- _Problem description_
Work through the data line by line, gathering every line that has the word "level".
******
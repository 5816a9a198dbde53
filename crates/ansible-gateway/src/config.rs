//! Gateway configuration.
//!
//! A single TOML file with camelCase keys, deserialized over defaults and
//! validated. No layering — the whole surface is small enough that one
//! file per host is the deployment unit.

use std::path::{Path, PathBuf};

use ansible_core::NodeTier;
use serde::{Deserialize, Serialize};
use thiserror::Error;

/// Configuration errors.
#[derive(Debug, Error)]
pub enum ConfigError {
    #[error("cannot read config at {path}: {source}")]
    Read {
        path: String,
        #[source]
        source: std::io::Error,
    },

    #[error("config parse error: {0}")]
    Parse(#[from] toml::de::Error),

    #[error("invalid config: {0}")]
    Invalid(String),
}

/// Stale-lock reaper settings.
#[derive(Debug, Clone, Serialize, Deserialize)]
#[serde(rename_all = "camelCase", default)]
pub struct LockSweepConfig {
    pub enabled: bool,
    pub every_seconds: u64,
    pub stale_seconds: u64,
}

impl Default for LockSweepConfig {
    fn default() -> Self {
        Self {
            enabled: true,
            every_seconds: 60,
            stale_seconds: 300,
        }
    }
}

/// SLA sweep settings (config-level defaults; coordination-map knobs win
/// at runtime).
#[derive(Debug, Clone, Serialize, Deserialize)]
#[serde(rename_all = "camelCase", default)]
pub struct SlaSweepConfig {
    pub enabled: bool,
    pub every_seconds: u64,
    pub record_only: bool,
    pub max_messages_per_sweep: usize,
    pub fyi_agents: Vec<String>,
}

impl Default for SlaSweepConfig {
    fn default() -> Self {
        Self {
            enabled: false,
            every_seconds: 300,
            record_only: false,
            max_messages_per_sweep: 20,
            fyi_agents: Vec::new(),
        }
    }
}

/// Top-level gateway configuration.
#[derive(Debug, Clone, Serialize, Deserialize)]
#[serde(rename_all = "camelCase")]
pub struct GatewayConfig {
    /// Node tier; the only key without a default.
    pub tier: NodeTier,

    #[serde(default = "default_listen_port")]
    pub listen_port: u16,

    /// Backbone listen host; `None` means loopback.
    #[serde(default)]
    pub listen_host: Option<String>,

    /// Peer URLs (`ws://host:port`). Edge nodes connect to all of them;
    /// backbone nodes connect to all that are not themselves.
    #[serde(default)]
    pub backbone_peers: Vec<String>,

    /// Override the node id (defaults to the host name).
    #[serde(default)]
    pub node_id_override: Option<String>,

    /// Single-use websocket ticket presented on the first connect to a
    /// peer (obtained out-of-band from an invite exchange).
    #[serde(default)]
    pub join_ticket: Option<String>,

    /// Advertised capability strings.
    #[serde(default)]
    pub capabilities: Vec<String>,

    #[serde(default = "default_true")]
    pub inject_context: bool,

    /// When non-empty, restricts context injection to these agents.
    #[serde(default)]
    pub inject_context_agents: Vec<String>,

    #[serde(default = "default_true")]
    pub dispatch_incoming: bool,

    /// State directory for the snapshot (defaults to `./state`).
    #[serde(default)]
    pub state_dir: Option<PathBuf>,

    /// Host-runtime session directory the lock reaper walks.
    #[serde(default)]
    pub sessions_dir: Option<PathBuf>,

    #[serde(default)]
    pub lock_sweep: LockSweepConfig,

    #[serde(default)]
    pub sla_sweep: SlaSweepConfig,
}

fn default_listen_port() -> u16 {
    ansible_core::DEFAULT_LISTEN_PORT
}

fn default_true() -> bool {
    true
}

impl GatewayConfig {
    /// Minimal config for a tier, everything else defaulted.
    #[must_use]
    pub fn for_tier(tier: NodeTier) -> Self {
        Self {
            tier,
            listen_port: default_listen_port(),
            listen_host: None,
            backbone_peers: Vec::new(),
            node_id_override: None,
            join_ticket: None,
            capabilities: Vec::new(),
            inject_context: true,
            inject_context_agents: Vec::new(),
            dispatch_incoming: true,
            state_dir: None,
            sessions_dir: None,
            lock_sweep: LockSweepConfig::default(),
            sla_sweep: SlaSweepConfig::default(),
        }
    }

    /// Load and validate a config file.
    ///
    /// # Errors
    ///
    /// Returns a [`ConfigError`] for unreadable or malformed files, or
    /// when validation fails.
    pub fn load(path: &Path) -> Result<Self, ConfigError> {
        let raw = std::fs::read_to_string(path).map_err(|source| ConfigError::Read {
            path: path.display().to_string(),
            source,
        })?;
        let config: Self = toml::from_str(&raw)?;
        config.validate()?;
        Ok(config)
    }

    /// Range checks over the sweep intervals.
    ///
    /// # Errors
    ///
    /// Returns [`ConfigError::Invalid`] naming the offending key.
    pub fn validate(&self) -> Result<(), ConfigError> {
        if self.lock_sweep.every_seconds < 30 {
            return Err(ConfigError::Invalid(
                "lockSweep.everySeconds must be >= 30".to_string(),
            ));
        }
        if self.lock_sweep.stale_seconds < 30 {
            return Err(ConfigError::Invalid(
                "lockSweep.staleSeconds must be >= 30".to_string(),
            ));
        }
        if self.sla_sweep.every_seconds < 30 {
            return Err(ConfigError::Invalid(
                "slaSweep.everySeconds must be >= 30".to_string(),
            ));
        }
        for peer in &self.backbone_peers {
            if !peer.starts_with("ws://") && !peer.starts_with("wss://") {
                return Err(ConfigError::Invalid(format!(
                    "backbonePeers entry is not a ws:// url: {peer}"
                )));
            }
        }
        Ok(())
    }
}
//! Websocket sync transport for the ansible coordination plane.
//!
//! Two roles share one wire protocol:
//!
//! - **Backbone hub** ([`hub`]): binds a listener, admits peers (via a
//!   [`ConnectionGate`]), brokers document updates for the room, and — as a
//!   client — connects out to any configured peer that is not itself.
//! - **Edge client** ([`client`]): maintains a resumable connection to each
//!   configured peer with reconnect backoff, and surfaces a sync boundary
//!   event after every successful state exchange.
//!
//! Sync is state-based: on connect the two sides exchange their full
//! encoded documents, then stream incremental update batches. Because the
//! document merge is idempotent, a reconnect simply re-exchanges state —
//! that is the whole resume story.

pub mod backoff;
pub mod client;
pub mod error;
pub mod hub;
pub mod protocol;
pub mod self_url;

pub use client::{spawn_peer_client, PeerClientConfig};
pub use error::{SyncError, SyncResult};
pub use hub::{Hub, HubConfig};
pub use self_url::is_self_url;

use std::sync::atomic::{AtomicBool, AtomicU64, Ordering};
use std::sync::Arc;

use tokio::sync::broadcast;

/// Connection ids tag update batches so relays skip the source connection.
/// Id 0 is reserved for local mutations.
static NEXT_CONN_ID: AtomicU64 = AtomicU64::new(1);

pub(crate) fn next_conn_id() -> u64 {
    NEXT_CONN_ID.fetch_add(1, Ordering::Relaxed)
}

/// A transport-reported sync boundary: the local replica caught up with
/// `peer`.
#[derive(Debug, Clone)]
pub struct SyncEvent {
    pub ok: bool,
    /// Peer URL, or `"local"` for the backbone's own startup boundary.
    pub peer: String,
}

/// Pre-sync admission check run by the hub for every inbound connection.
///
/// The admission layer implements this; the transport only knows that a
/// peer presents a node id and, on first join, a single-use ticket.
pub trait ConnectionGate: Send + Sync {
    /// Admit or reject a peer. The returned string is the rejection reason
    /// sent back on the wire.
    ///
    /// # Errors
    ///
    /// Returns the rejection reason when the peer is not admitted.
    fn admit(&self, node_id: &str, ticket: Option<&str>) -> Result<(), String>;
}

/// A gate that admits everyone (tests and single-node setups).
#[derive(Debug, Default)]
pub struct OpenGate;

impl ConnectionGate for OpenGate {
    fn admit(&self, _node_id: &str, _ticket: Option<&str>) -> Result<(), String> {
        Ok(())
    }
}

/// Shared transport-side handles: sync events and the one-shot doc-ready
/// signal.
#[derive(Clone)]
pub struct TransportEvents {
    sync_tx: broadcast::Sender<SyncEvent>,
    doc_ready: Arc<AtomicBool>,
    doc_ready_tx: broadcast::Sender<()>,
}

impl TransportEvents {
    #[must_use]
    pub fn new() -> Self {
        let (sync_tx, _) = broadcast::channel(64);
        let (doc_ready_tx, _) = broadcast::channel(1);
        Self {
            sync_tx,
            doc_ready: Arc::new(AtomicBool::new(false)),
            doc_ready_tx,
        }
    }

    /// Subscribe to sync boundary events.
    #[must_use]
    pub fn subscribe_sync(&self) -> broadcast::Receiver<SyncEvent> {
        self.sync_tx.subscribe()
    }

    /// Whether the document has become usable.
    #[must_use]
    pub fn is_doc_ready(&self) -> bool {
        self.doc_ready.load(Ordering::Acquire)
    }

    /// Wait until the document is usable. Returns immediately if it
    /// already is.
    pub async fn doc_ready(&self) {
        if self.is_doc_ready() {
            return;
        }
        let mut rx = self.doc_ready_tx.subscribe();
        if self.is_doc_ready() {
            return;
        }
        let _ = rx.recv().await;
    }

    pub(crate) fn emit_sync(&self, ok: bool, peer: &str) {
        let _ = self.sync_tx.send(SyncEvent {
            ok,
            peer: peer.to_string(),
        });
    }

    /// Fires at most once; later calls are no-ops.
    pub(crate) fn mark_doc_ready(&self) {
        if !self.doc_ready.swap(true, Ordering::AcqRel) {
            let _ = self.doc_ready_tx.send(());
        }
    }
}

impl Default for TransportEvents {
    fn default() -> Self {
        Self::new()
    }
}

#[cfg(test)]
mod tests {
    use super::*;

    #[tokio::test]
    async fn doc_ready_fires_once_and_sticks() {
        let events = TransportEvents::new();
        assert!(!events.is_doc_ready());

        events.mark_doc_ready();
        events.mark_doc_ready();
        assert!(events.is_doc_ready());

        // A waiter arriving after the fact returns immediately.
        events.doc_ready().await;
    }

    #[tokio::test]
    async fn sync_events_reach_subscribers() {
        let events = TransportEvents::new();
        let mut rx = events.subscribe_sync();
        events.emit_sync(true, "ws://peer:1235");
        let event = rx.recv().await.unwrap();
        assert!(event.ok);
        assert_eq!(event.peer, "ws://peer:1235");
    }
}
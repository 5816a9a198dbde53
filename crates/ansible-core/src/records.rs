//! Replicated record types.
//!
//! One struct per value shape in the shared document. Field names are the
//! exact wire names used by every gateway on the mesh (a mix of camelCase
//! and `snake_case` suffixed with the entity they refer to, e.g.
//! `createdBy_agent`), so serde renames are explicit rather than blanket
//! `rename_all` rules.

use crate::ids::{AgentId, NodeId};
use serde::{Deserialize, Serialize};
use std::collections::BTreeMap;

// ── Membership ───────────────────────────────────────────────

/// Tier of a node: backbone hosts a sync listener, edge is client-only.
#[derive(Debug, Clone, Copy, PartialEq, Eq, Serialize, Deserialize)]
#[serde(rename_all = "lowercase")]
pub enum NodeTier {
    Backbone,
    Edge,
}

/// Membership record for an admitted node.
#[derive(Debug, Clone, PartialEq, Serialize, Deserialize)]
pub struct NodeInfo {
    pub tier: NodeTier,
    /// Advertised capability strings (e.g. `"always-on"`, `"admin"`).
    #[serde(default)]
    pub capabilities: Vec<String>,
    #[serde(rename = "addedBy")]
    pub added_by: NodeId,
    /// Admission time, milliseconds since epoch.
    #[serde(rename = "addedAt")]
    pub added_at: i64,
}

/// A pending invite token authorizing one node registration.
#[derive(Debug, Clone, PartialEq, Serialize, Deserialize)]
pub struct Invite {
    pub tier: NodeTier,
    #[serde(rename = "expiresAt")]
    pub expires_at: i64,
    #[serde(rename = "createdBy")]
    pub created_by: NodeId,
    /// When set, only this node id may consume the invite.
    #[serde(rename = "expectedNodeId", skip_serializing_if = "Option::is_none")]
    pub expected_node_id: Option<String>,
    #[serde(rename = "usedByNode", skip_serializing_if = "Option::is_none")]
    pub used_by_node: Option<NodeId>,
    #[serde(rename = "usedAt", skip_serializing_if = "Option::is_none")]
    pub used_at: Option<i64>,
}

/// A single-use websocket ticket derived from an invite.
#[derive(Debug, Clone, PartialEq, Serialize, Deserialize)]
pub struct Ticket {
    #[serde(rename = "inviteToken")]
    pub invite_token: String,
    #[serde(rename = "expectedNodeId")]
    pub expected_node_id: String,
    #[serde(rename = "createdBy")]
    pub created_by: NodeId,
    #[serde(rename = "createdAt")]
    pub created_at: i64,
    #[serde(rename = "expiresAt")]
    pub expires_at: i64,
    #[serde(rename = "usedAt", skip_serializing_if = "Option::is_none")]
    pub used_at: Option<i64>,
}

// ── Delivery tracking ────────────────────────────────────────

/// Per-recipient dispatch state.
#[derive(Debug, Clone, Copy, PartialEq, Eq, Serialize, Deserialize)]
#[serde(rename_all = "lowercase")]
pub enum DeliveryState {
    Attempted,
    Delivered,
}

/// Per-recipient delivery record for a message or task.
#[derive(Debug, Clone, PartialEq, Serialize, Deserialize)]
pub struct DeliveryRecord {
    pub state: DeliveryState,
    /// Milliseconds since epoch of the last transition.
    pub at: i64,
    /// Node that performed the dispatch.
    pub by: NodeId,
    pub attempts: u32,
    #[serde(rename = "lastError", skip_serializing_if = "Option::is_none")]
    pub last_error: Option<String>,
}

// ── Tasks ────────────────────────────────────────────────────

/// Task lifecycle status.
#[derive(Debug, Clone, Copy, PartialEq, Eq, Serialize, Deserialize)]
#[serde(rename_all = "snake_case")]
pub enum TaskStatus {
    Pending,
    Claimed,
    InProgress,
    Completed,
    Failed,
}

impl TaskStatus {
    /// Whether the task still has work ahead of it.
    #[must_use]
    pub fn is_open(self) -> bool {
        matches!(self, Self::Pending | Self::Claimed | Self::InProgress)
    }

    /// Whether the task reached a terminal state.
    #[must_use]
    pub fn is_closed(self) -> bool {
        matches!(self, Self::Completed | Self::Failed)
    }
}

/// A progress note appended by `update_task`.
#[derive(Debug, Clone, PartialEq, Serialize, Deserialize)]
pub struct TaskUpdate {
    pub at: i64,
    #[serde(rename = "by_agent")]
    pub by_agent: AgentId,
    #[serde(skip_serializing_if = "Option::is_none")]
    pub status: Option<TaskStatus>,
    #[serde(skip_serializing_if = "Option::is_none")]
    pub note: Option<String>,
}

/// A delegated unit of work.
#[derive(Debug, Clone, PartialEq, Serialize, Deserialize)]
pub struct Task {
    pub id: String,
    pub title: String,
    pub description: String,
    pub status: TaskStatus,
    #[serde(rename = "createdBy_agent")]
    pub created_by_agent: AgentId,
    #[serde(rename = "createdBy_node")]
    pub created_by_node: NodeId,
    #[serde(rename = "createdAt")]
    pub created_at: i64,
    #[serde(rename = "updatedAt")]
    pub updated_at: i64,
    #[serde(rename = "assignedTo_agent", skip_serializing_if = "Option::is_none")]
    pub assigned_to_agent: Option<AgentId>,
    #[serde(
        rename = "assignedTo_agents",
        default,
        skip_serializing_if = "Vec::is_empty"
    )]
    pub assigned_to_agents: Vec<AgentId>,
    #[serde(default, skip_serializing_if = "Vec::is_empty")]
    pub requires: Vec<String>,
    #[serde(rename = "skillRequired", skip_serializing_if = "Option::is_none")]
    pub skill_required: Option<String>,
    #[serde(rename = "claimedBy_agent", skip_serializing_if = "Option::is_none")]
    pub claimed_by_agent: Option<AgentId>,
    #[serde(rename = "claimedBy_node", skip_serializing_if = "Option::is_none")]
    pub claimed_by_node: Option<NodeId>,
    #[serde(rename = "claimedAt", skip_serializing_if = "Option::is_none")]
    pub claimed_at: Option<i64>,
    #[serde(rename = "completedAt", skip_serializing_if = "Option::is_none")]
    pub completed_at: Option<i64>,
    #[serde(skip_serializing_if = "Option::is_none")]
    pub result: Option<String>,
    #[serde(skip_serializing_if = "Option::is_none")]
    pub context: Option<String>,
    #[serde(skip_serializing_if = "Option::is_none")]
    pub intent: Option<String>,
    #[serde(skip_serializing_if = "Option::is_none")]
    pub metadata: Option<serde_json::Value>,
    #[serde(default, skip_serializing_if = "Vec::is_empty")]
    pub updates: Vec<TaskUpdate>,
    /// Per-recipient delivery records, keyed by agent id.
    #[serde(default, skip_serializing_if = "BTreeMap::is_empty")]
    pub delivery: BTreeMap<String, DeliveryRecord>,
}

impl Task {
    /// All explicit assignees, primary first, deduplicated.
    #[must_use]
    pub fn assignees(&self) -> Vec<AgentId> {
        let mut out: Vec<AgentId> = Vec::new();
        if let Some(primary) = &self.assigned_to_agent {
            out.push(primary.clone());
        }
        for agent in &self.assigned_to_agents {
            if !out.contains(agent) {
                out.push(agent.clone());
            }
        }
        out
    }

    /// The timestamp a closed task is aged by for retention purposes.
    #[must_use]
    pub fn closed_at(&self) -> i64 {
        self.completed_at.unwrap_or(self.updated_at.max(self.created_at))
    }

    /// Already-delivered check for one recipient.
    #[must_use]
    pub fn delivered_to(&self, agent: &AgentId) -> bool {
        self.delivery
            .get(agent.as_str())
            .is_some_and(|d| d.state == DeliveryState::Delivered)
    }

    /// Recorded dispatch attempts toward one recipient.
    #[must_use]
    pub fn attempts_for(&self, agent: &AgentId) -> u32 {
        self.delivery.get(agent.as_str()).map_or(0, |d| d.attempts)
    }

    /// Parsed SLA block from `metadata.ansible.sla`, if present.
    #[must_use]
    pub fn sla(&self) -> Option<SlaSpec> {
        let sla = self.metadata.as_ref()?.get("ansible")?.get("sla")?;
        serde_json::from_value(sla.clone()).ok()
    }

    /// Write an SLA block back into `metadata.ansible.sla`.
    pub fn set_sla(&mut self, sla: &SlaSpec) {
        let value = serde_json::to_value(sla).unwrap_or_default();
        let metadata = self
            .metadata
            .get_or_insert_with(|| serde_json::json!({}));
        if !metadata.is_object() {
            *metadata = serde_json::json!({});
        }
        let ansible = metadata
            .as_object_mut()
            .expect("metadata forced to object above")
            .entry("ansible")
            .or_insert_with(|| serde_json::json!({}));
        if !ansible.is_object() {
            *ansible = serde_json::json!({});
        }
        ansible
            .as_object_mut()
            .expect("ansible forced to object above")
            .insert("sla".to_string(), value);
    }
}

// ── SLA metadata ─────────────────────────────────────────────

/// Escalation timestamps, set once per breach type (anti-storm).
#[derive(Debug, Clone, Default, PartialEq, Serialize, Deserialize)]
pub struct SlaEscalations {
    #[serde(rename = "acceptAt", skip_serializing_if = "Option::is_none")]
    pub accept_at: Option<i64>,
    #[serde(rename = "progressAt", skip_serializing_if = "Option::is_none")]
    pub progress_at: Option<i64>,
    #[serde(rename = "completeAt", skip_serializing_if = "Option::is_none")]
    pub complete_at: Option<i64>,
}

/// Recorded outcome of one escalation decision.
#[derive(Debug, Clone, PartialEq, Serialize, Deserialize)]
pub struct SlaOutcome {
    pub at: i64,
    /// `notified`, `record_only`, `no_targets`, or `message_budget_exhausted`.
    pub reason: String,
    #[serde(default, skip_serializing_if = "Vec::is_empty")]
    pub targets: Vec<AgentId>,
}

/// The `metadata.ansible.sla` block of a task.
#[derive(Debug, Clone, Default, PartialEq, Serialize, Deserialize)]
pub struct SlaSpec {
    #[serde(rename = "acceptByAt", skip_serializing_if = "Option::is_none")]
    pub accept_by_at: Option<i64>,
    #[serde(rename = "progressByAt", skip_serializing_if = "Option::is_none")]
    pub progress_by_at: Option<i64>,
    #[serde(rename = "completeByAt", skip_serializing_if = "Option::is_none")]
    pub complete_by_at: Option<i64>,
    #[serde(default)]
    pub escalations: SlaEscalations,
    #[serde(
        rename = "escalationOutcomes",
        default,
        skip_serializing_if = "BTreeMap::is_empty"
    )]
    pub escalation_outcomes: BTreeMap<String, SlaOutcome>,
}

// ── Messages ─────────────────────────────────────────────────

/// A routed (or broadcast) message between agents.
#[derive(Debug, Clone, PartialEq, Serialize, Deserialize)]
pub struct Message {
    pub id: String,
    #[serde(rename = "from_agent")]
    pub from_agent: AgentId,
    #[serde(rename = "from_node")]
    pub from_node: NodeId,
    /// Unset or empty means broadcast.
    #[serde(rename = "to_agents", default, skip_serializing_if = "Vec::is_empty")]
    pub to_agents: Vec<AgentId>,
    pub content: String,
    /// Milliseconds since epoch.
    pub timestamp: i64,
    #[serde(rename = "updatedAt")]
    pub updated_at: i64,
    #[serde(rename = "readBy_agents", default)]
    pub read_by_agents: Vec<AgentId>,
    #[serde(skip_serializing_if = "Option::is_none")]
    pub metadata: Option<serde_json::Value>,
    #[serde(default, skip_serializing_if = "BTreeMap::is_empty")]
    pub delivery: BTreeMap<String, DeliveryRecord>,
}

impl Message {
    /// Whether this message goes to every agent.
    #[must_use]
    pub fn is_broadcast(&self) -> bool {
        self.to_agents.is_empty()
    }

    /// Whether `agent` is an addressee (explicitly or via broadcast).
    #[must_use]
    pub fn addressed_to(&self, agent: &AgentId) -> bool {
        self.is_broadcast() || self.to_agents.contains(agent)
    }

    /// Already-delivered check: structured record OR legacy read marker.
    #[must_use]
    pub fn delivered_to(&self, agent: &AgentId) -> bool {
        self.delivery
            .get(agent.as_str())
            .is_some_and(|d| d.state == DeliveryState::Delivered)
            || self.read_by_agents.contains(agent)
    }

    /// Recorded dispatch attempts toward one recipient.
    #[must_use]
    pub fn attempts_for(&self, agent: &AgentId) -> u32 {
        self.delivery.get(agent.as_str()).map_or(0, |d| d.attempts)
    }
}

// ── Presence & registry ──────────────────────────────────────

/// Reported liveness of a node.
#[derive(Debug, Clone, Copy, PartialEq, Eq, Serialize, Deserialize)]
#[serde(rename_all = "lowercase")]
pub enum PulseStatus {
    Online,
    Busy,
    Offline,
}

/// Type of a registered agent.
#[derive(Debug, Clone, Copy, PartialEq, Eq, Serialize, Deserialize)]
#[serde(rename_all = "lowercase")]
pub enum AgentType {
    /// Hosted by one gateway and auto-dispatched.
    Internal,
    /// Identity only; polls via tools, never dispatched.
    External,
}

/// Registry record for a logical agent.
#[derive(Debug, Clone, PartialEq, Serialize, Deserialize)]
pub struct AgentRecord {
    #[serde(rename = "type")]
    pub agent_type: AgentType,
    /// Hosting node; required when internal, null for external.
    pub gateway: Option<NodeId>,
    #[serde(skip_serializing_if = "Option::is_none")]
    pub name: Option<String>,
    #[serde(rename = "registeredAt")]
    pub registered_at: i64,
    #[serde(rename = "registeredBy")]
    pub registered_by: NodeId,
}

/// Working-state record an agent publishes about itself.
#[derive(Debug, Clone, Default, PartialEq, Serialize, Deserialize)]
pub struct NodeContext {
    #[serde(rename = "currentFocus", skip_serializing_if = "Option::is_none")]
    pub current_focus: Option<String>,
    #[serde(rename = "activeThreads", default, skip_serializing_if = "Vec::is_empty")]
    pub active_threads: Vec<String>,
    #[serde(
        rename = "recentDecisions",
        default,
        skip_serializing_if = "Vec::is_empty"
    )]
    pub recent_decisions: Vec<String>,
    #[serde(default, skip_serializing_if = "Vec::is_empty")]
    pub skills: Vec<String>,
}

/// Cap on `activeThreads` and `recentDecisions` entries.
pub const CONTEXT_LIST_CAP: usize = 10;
******
- _Answer_
/// SLA sweep settings (config-level defaults; coordination-map knobs win
/// Top-level gateway configuration.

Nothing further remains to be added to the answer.